__Exercise__
Which lines run from the start of the data below to the line containing "use hyper_util::rt::TokioExecutor;"? Set them down exactly, with none added.
Information provided below:
//! Upstream round trip

use crate::proxy::headers::strip_hop_by_hop;
use async_trait::async_trait;
use axum::body::Body;
use hyper::{Request, Response};
use hyper_util::client::legacy::{connect::HttpConnector, Client};
use hyper_util::rt::TokioExecutor;
use std::time::Duration;
use thiserror::Error;
use tracing::debug;

#[derive(Error, Debug)]
pub enum TransportError {
    #[error("outbound request has no routable target: {0}")]
    Unroutable(String),

    #[error("upstream did not respond within {0:?}")]
    Timeout(Duration),

    #[error("upstream connection failed: {0}")]
    Connect(String),
}

/// Sends an outbound request and returns the upstream response head with a
/// still-unread body
#[async_trait]
pub trait Transport: Send + Sync {
    async fn round_trip(&self, request: Request<Body>) -> Result<Response<Body>, TransportError>;
}

/// Plain-HTTP transport on the hyper-util pooled client
///
/// The timeout bounds the wait for response headers; streaming bodies are
/// not cut off.
#[derive(Clone)]
pub struct HyperTransport {
    client: Client<HttpConnector, Body>,
    timeout: Duration,
}

impl HyperTransport {
    pub fn new(timeout: Duration) -> Self {
        let client = Client::builder(TokioExecutor::new())
            .http1_title_case_headers(true)
            .http1_preserve_header_case(true)
            .build_http();
        Self { client, timeout }
    }
}

#[async_trait]
impl Transport for HyperTransport {
    async fn round_trip(&self, request: Request<Body>) -> Result<Response<Body>, TransportError> {
        ensure_routable(&request)?;

        let uri = request.uri().clone();
        debug!(%uri, method = %request.method(), "forwarding upstream");

        let response = tokio::time::timeout(self.timeout, self.client.request(request))
            .await
            .map_err(|_| TransportError::Timeout(self.timeout))?
            .map_err(|e| TransportError::Connect(e.to_string()))?;

        let (mut parts, body) = response.into_parts();
        strip_hop_by_hop(&mut parts.headers);
        Ok(Response::from_parts(parts, Body::new(body)))
    }
}

/// Reject a request without scheme or host before any I/O happens
pub fn ensure_routable<B>(request: &Request<B>) -> Result<(), TransportError> {
    let uri = request.uri();
    if uri.scheme().is_none() || uri.host().is_none() {
        return Err(TransportError::Unroutable(uri.to_string()));
    }
    Ok(())
}
//! AWS event-stream framing (`application/vnd.amazon.eventstream`)
//!
//! Each message starts with an 8-byte prelude: a big-endian `u32` total
//! length followed by a big-endian `u32` headers length. The total length
//! covers the whole message, prelude and trailing CRC included. Frames are
//! forwarded opaque; nothing is stripped or validated beyond the length.

use crate::proxy::splitter::{
    read_full, BodyReader, ChunkSplitter, SplitError, SplitOutcome, SplitterKind,
};
use crate::proxy::types::MaxFrameSize;
use async_trait::async_trait;
use bytes::Bytes;

/// Content type this framing is restricted to
pub const EVENT_STREAM_CONTENT_TYPE: &str = "application/vnd.amazon.eventstream";

const PRELUDE_LEN: usize = 8;
/// Prelude, prelude CRC and message CRC with no headers and no payload
const MIN_FRAME_LEN: usize = 16;

/// One length-prefixed binary frame per chunk
pub struct EventStreamSplitter {
    max_frame: usize,
}

impl EventStreamSplitter {
    pub fn new(max_frame: MaxFrameSize) -> Self {
        Self {
            max_frame: *max_frame.as_ref(),
        }
    }
}

impl Default for EventStreamSplitter {
    fn default() -> Self {
        Self {
            max_frame: 16 * 1024 * 1024,
        }
    }
}

#[async_trait]
impl ChunkSplitter for EventStreamSplitter {
    fn kind(&self) -> SplitterKind {
        SplitterKind::EventStream
    }

    fn is_compatible(&self, content_type: &str) -> bool {
        content_type.starts_with(EVENT_STREAM_CONTENT_TYPE)
    }

    async fn next_chunk(&mut self, reader: &mut BodyReader) -> Result<SplitOutcome, SplitError> {
        let mut prelude = [0u8; PRELUDE_LEN];
        let got = read_full(reader, &mut prelude).await?;
        if got < PRELUDE_LEN {
            return Ok(SplitOutcome::last_or_end(prelude[..got].to_vec()));
        }

        let total = u32::from_be_bytes([prelude[0], prelude[1], prelude[2], prelude[3]]) as usize;
        if total < MIN_FRAME_LEN {
            return Err(SplitError::Frame(format!(
                "declared length {total} is below the {MIN_FRAME_LEN}-byte minimum"
            )));
        }
        if total > self.max_frame {
            return Err(SplitError::Frame(format!(
                "declared length {total} exceeds the {}-byte limit",
                self.max_frame
            )));
        }

        let mut frame = vec![0u8; total];
        frame[..PRELUDE_LEN].copy_from_slice(&prelude);
        let got = read_full(reader, &mut frame[PRELUDE_LEN..]).await?;
        if PRELUDE_LEN + got < total {
            frame.truncate(PRELUDE_LEN + got);
            return Ok(SplitOutcome::Last(Bytes::from(frame)));
        }
        Ok(SplitOutcome::Chunk(Bytes::from(frame)))
    }
}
End of Information provided.
__Expected answer__
//! Upstream round trip

use crate::proxy::headers::strip_hop_by_hop;
use async_trait::async_trait;
use axum::body::Body;
use hyper::{Request, Response};
use hyper_util::client::legacy::{connect::HttpConnector, Client};
use hyper_util::rt::TokioExecutor;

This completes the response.